Sri Lanka was a country that had been the victim of terrorism for more than three decades and had only recently come out of this violence. The Government of Sri Lanka had provided significant leadership in countering international terrorism and required time and space to heal from the long lasting effects of terrorism. Bangladesh would vote against the Resolution, they said.
Saudi Arabia: “We are of the view that Sri Lanka should have more time for reconciliation”.
Kuwait: “We are against the Resolution against Sri Lanka at this juncture as only three years have elapsed after the conflict”.
Qatar: “Sri Lanka as a member of the Non-Aligned Movement has taken tremendous efforts to promote reconciliation in the aftermath of the conflict”.
Congo: “Sri Lanka should be given more time to heal the wounds of conflict”.
Mauritania: “Sri Lanka has made tremendous strides towards development in the aftermath of the conflict”.
Kyrgyzstan and Angola were among the eight nations that abstained from voting.
Kyrgyzstan: Speaking in an explanation of the vote before the vote, the delegation of Kyrgyzstan said they would abstain as they held the view that Sri Lanka had not had enough time to review the recommendations of the Commission.
The Council should allow enough time for improvement of the situation without interference.
Action at the international level would only destabilise the situation, which was not in the favour of any member of the international community.

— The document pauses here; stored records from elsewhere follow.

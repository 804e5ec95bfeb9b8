//! Reconciliation of desired tasks, committed executions, and live
//! supervisors.
//!
//! Each tick is one bounded, synchronous pass executed under the reactor's
//! single-threaded guarantee, so neither the committed map nor the
//! registry needs locking. The pass is write-ahead: the new executions map
//! is persisted before any supervisor is created, closed, or driven.
//!
//! A job that disappears from the desired table is *not* stopped; a
//! container stops only when the table says `undeploy`. A master that
//! transiently publishes an incomplete table therefore cannot take down
//! running workloads.

use std::collections::{BTreeMap, BTreeSet};
use std::sync::Arc;

use thiserror::Error;
use tracing::{debug, info, warn};

use crate::job::{Execution, Goal, JobId};
use crate::model::{DesiredStateSource, ModelError, TaskMap};
use crate::ports::PortAllocator;
use crate::reactor::{ReactorCallback, TickError};
use crate::registry::SupervisorRegistry;
use crate::store::{ExecutionsMap, ExecutionsStore, StoreError};
use crate::supervisor::{SupervisorFactory, SupervisorStatus};

/// Failure of one reconciliation pass.
#[derive(Debug, Error)]
pub enum ReconcileError {
    /// The desired state could not be read; retried on the next tick.
    #[error(transparent)]
    Model(#[from] ModelError),

    /// The executions map could not be persisted. Fatal: the agent cannot
    /// guarantee its invariants without durable state.
    #[error("failed to persist executions: {0}")]
    Persist(#[from] StoreError),

    /// A bookkeeping invariant was violated. Fatal programmer error.
    #[error("invariant violation: {0}")]
    Invariant(String),
}

impl ReconcileError {
    /// Whether this failure must terminate the agent.
    #[must_use]
    pub const fn is_fatal(&self) -> bool {
        !matches!(self, Self::Model(_))
    }
}

/// Drives the committed executions and the supervisor registry toward the
/// desired state. Runs exclusively as the reactor's callback.
pub struct Reconciler {
    model: Arc<dyn DesiredStateSource>,
    store: Box<dyn ExecutionsStore>,
    allocator: Box<dyn PortAllocator>,
    factory: Box<dyn SupervisorFactory>,
    committed: ExecutionsMap,
    registry: SupervisorRegistry,
}

impl Reconciler {
    /// Create a reconciler, loading the committed executions from the
    /// store.
    ///
    /// # Errors
    ///
    /// Returns an error if the persisted map cannot be loaded.
    pub fn new(
        model: Arc<dyn DesiredStateSource>,
        mut store: Box<dyn ExecutionsStore>,
        allocator: Box<dyn PortAllocator>,
        factory: Box<dyn SupervisorFactory>,
    ) -> Result<Self, StoreError> {
        let committed = store.load()?;
        Ok(Self {
            model,
            store,
            allocator,
            factory,
            committed,
            registry: SupervisorRegistry::new(),
        })
    }

    /// Recreate a supervisor for every committed execution, using the
    /// persisted port allocation. Ports are never reallocated on
    /// recovery.
    ///
    /// Creation failures are logged and retried on the next tick.
    pub fn recover(&mut self) {
        for (id, execution) in &self.committed {
            if self.registry.contains(id) {
                continue;
            }
            match self.factory.create(id, &execution.job, &execution.ports) {
                Ok(supervisor) => self.registry.insert(id.clone(), supervisor),
                Err(e) => {
                    warn!(job = %id, error = %e, "failed to recreate supervisor during recovery");
                },
            }
        }
        info!(
            executions = self.committed.len(),
            supervisors = self.registry.len(),
            "recovered committed executions"
        );
    }

    /// Run one reconciliation pass.
    ///
    /// # Errors
    ///
    /// Returns a transient error if the desired state cannot be read, and
    /// a fatal one if persistence fails or an invariant is violated.
    pub fn reconcile(&mut self) -> Result<(), ReconcileError> {
        // A supervisor without a committed execution means some path other
        // than this reconciler mutated the bookkeeping.
        for id in self.registry.job_ids() {
            if !self.committed.contains_key(&id) {
                return Err(ReconcileError::Invariant(format!(
                    "supervisor for {id} has no committed execution"
                )));
            }
        }

        let desired = self.model.tasks()?;
        let mut statuses = self.registry.statuses();
        let TickPlan { next, reaped } =
            plan(&self.committed, &desired, &statuses, self.allocator.as_ref());

        // Write-ahead: the map must be durable before supervisors change.
        if next != self.committed {
            self.store.set(&next)?;
            info!(
                executions = next.len(),
                reaped = reaped.len(),
                "committed executions updated"
            );
            self.committed = next;
        }

        // Discard supervisors of reaped executions first, so a job
        // redeployed in the same tick gets a fresh supervisor. The stale
        // status snapshot goes with them.
        for id in &reaped {
            statuses.remove(id);
            if let Some(mut supervisor) = self.registry.remove(id) {
                debug!(job = %id, "closing supervisor of reaped execution");
                if let Err(e) = supervisor.close() {
                    warn!(job = %id, error = %e, "failed to close supervisor");
                }
            }
        }

        // Create supervisors for executions that lack one.
        for (id, execution) in &self.committed {
            if self.registry.contains(id) {
                continue;
            }
            match self.factory.create(id, &execution.job, &execution.ports) {
                Ok(supervisor) => self.registry.insert(id.clone(), supervisor),
                Err(e) => {
                    warn!(job = %id, error = %e, "failed to create supervisor; will retry");
                },
            }
        }

        // Drive each supervisor toward its execution's goal.
        for (id, execution) in &self.committed {
            let Some(supervisor) = self.registry.get_mut(id) else {
                continue;
            };
            let status = statuses
                .get(id)
                .copied()
                .unwrap_or_else(|| supervisor.status());
            let result = match execution.goal {
                Goal::Start if !status.is_starting => {
                    debug!(job = %id, state = %status.state, "requesting start");
                    supervisor.start()
                },
                Goal::Stop if !status.is_stopping => {
                    debug!(job = %id, state = %status.state, "requesting stop");
                    supervisor.stop()
                },
                Goal::Undeploy if !status.is_stopping && !status.is_done => {
                    debug!(job = %id, state = %status.state, "requesting stop before undeploy");
                    supervisor.stop()
                },
                _ => Ok(()),
            };
            if let Err(e) = result {
                warn!(job = %id, goal = %execution.goal, error = %e, "supervisor request failed");
            }
        }

        Ok(())
    }

    /// The committed executions map.
    #[must_use]
    pub fn committed(&self) -> &ExecutionsMap {
        &self.committed
    }

    /// The ids of jobs with a live supervisor.
    #[must_use]
    pub fn supervised_jobs(&self) -> Vec<JobId> {
        self.registry.job_ids()
    }

    /// Close every supervisor, releasing resources without stopping the
    /// containers. Used on agent shutdown.
    pub(crate) fn close_all(&mut self) {
        for (id, mut supervisor) in self.registry.drain() {
            debug!(job = %id, "closing supervisor");
            if let Err(e) = supervisor.close() {
                warn!(job = %id, error = %e, "failed to close supervisor during shutdown");
            }
        }
    }
}

impl ReactorCallback for Reconciler {
    fn tick(&mut self) -> Result<(), TickError> {
        self.reconcile().map_err(|e| {
            if e.is_fatal() {
                TickError::fatal(e)
            } else {
                TickError::retry(e)
            }
        })
    }
}

/// The map changes one tick wants to apply.
struct TickPlan {
    next: ExecutionsMap,
    reaped: BTreeSet<JobId>,
}

/// Compute the next committed map from the current one, the desired
/// tasks, and the supervisor status snapshot. Pure apart from the port
/// allocator and logging.
fn plan(
    committed: &ExecutionsMap,
    desired: &TaskMap,
    statuses: &BTreeMap<JobId, SupervisorStatus>,
    allocator: &dyn PortAllocator,
) -> TickPlan {
    let mut next = committed.clone();
    let mut reaped = BTreeSet::new();

    // Reap executions that have finished undeploying. A missing
    // supervisor counts as quiesced: there is nothing left to wait for.
    // Reaping before the add pass lets a quiesced job be redeployed in
    // the same tick, with fresh ports.
    next.retain(|id, execution| {
        if execution.goal != Goal::Undeploy {
            return true;
        }
        let done = statuses.get(id).map_or(true, |status| status.is_done);
        if done {
            debug!(job = %id, "reaping undeployed execution");
            reaped.insert(id.clone());
        }
        !done
    });

    for (id, task) in desired {
        match next.get(id) {
            Some(execution) => {
                if execution.goal == task.goal {
                    continue;
                }
                if execution.goal == Goal::Undeploy {
                    // The old execution is still winding down; the job is
                    // treated as brand-new only after it is reaped.
                    debug!(job = %id, "previous execution still undeploying; deferring");
                    continue;
                }
                // Goal changes preserve the job and its ports.
                let updated = execution.clone().with_goal(task.goal);
                next.insert(id.clone(), updated);
            },
            None => {
                if task.goal == Goal::Undeploy {
                    // Nothing committed to undeploy.
                    continue;
                }
                let in_use = ports_in_use(&next);
                match allocator.allocate(&task.job.ports, &in_use) {
                    Ok(ports) => {
                        debug!(job = %id, ?ports, goal = %task.goal, "committing new execution");
                        let execution = Execution::of(task.job.clone())
                            .with_goal(task.goal)
                            .with_ports(ports);
                        next.insert(id.clone(), execution);
                    },
                    Err(e) => {
                        warn!(job = %id, error = %e, "port allocation failed; job deferred to next tick");
                    },
                }
            },
        }
    }

    TickPlan { next, reaped }
}

/// All host ports claimed by the given executions.
fn ports_in_use(map: &ExecutionsMap) -> BTreeSet<u16> {
    map.values()
        .flat_map(|execution| execution.ports.values().copied())
        .collect()
}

Angola: In an explanation of the vote before the vote on the resolution, the Angola delegation said it would abstain from voting on the Resolution because the principles that guided the Council had not been respected. The Resolution should encourage and help the people of Sri Lanka to pursue national reconciliation. Angola had gone through a complex and difficult process of national reconciliation and the results could not be achieved on paper but only at the grass roots level, they said.